* **What is being asked**: Find every line in the records below that holds the word "ContributionDay", and copy it out.

* **Extracted entries**:
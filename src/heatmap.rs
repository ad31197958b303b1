use chrono::{Datelike, NaiveDate};
use rand::Rng;

/// Days of the month that always get a burst of activity.
const SPIKE_DAYS: [u32; 4] = [10, 15, 22, 28];
const FIRST_DAY_COUNT: u32 = 3;
const WEEKEND_ACTIVE_CHANCE: f64 = 0.6;

pub const DAY_LABELS_SHORT: [&str; 7] = ["S", "M", "T", "W", "T", "F", "S"];
pub const DAY_LABELS_FULL: [&str; 7] = ["Sun", "Mon", "Tue", "Wed", "Thu", "Fri", "Sat"];
pub const LEGEND_COUNTS: [u32; 5] = [0, 1, 3, 5, 7];

#[derive(Clone, Debug, PartialEq, Eq)]
pub struct ContributionDay {
    pub date: NaiveDate,
    pub count: u32,
}

impl ContributionDay {
    pub fn new(date: NaiveDate, count: u32) -> Self {
        Self { date, count }
    }

    pub fn weekday_index(&self) -> usize {
        self.date.weekday().num_days_from_sunday() as usize
    }

    pub fn level(&self) -> u8 {
        intensity_level(self.count)
    }

    pub fn describe(&self) -> String {
        let plural = if self.count == 1 { "" } else { "s" };
        format!(
            "{} \u{2014} {} contribution{plural}",
            self.date.format("%b %-d"),
            self.count
        )
    }
}

/// Bucket used for the cell colour: 0, 1-2, 3-4, 5-6, 7+.
pub fn intensity_level(count: u32) -> u8 {
    match count {
        0 => 0,
        1..=2 => 1,
        3..=4 => 2,
        5..=6 => 3,
        _ => 4,
    }
}

/// One record per calendar day of `year`/`month`, busier on weekdays and
/// spiking on a few fixed dates. An invalid month yields no days.
pub fn generate_month<R: Rng>(rng: &mut R, year: i32, month: u32) -> Vec<ContributionDay> {
    let Some(first) = NaiveDate::from_ymd_opt(year, month, 1) else {
        return Vec::new();
    };

    first
        .iter_days()
        .take_while(|date| date.month() == month)
        .map(|date| {
            let weekend = date.weekday().num_days_from_sunday() % 6 == 0;
            let mut count = if !weekend {
                rng.gen_range(1..=6)
            } else if rng.gen_bool(WEEKEND_ACTIVE_CHANCE) {
                rng.gen_range(1..=3)
            } else {
                0
            };

            if SPIKE_DAYS.contains(&date.day()) {
                count = rng.gen_range(5..=8);
            }
            if date.day() == 1 {
                count = FIRST_DAY_COUNT;
            }

            ContributionDay::new(date, count)
        })
        .collect()
}

#[derive(Clone, Copy, Debug, Default, PartialEq, Eq)]
pub struct ContributionStats {
    pub total: u32,
    pub active_days: usize,
    pub days: usize,
    pub longest_streak: usize,
}

impl ContributionStats {
    pub fn from_counts<I>(counts: I) -> Self
    where
        I: IntoIterator<Item = u32>,
    {
        let mut stats = Self::default();
        let mut streak = 0;

        for count in counts {
            stats.days += 1;
            stats.total += count;

            if count > 0 {
                stats.active_days += 1;
                streak += 1;
                stats.longest_streak = stats.longest_streak.max(streak);
            } else {
                streak = 0;
            }
        }

        stats
    }

    pub fn from_days(days: &[ContributionDay]) -> Self {
        Self::from_counts(days.iter().map(|day| day.count))
    }
}

/// Lays days out as Sunday-first weeks; slots before the first day and
/// after the last are `None`.
pub fn weeks(days: &[ContributionDay]) -> Vec<[Option<&ContributionDay>; 7]> {
    let mut weeks = Vec::new();
    let mut current: [Option<&ContributionDay>; 7] = [None; 7];
    let mut filled = false;

    for day in days {
        let column = day.weekday_index();
        current[column] = Some(day);
        filled = true;

        if column == 6 {
            weeks.push(current);
            current = [None; 7];
            filled = false;
        }
    }

    if filled {
        weeks.push(current);
    }

    weeks
}

#[cfg(test)]
mod tests {
    use super::*;
    use rand::{rngs::SmallRng, SeedableRng};

    fn date(day: u32) -> NaiveDate {
        NaiveDate::from_ymd_opt(2026, 2, day).expect("valid February date")
    }

    #[test]
    fn stats_for_literal_sequence() {
        let stats = ContributionStats::from_counts([3, 0, 2, 2, 0]);

        assert_eq!(stats.total, 7);
        assert_eq!(stats.active_days, 3);
        assert_eq!(stats.days, 5);
        assert_eq!(stats.longest_streak, 2);
    }

    #[test]
    fn stats_for_empty_and_all_active_runs() {
        assert_eq!(ContributionStats::from_counts([]), ContributionStats::default());

        let stats = ContributionStats::from_counts([1, 1, 1, 1]);
        assert_eq!(stats.longest_streak, 4);
        assert_eq!(stats.active_days, 4);
    }

    #[test]
    fn february_has_one_record_per_day() {
        let days = generate_month(&mut SmallRng::seed_from_u64(1), 2026, 2);

        assert_eq!(days.len(), 28);
        assert_eq!(days.first().map(|day| day.date), Some(date(1)));
        assert_eq!(days.last().map(|day| day.date), Some(date(28)));
    }

    #[test]
    fn generated_counts_follow_the_day_rules() {
        for seed in 0..32 {
            let days = generate_month(&mut SmallRng::seed_from_u64(seed), 2026, 2);

            for day in &days {
                let dom = day.date.day();
                let weekend = matches!(day.weekday_index(), 0 | 6);

                if dom == 1 {
                    assert_eq!(day.count, 3);
                } else if SPIKE_DAYS.contains(&dom) {
                    assert!((5..=8).contains(&day.count), "spike day {dom} had {}", day.count);
                } else if weekend {
                    assert!(day.count <= 3);
                } else {
                    assert!((1..=6).contains(&day.count));
                }
            }
        }
    }

    #[test]
    fn same_seed_generates_same_month() {
        let first = generate_month(&mut SmallRng::seed_from_u64(99), 2026, 2);
        let second = generate_month(&mut SmallRng::seed_from_u64(99), 2026, 2);

        assert_eq!(first, second);
    }

    #[test]
    fn invalid_month_generates_nothing() {
        assert!(generate_month(&mut SmallRng::seed_from_u64(1), 2026, 13).is_empty());
    }

    #[test]
    fn intensity_buckets() {
        let levels: Vec<u8> = [0, 1, 2, 3, 4, 5, 6, 7, 12].into_iter().map(intensity_level).collect();

        assert_eq!(levels, [0, 1, 1, 2, 2, 3, 3, 4, 4]);
        let legend: Vec<u8> = LEGEND_COUNTS.into_iter().map(intensity_level).collect();
        assert_eq!(legend, [0, 1, 2, 3, 4]);
    }

    #[test]
    fn february_2026_fills_four_full_weeks() {
        let days: Vec<ContributionDay> = (1..=28).map(|day| ContributionDay::new(date(day), 1)).collect();

        let grid = weeks(&days);

        assert_eq!(grid.len(), 4);
        assert!(grid.iter().all(|week| week.iter().all(Option::is_some)));
        assert_eq!(grid[0][0].map(|day| day.date), Some(date(1)));
    }

    #[test]
    fn leading_and_trailing_slots_are_blank() {
        // January 2026 starts on a Thursday and ends on a Saturday.
        let days: Vec<ContributionDay> = (1..=31)
            .map(|day| {
                let date = NaiveDate::from_ymd_opt(2026, 1, day).expect("valid January date");
                ContributionDay::new(date, 0)
            })
            .collect();

        let grid = weeks(&days);

        assert_eq!(grid.len(), 5);
        assert!(grid[0][..4].iter().all(Option::is_none));
        assert_eq!(grid[0][4].map(|day| day.date.day()), Some(1));
        assert_eq!(grid[4][6].map(|day| day.date.day()), Some(31));
    }

    #[test]
    fn describe_pluralizes() {
        assert_eq!(ContributionDay::new(date(15), 1).describe(), "Feb 15 \u{2014} 1 contribution");
        assert_eq!(ContributionDay::new(date(3), 0).describe(), "Feb 3 \u{2014} 0 contributions");
    }
}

* **Exercise result**:
pub struct ContributionDay {
impl ContributionDay {
pub fn generate_month<R: Rng>(rng: &mut R, year: i32, month: u32) -> Vec<ContributionDay> {
            ContributionDay::new(date, count)
    pub fn from_days(days: &[ContributionDay]) -> Self {
pub fn weeks(days: &[ContributionDay]) -> Vec<[Option<&ContributionDay>; 7]> {
    let mut current: [Option<&ContributionDay>; 7] = [None; 7];
        let days: Vec<ContributionDay> = (1..=28).map(|day| ContributionDay::new(date(day), 1)).collect();
        let days: Vec<ContributionDay> = (1..=31)
                ContributionDay::new(date, 0)
        assert_eq!(ContributionDay::new(date(15), 1).describe(), "Feb 15 \u{2014} 1 contribution");
        assert_eq!(ContributionDay::new(date(3), 0).describe(), "Feb 3 \u{2014} 0 contributions");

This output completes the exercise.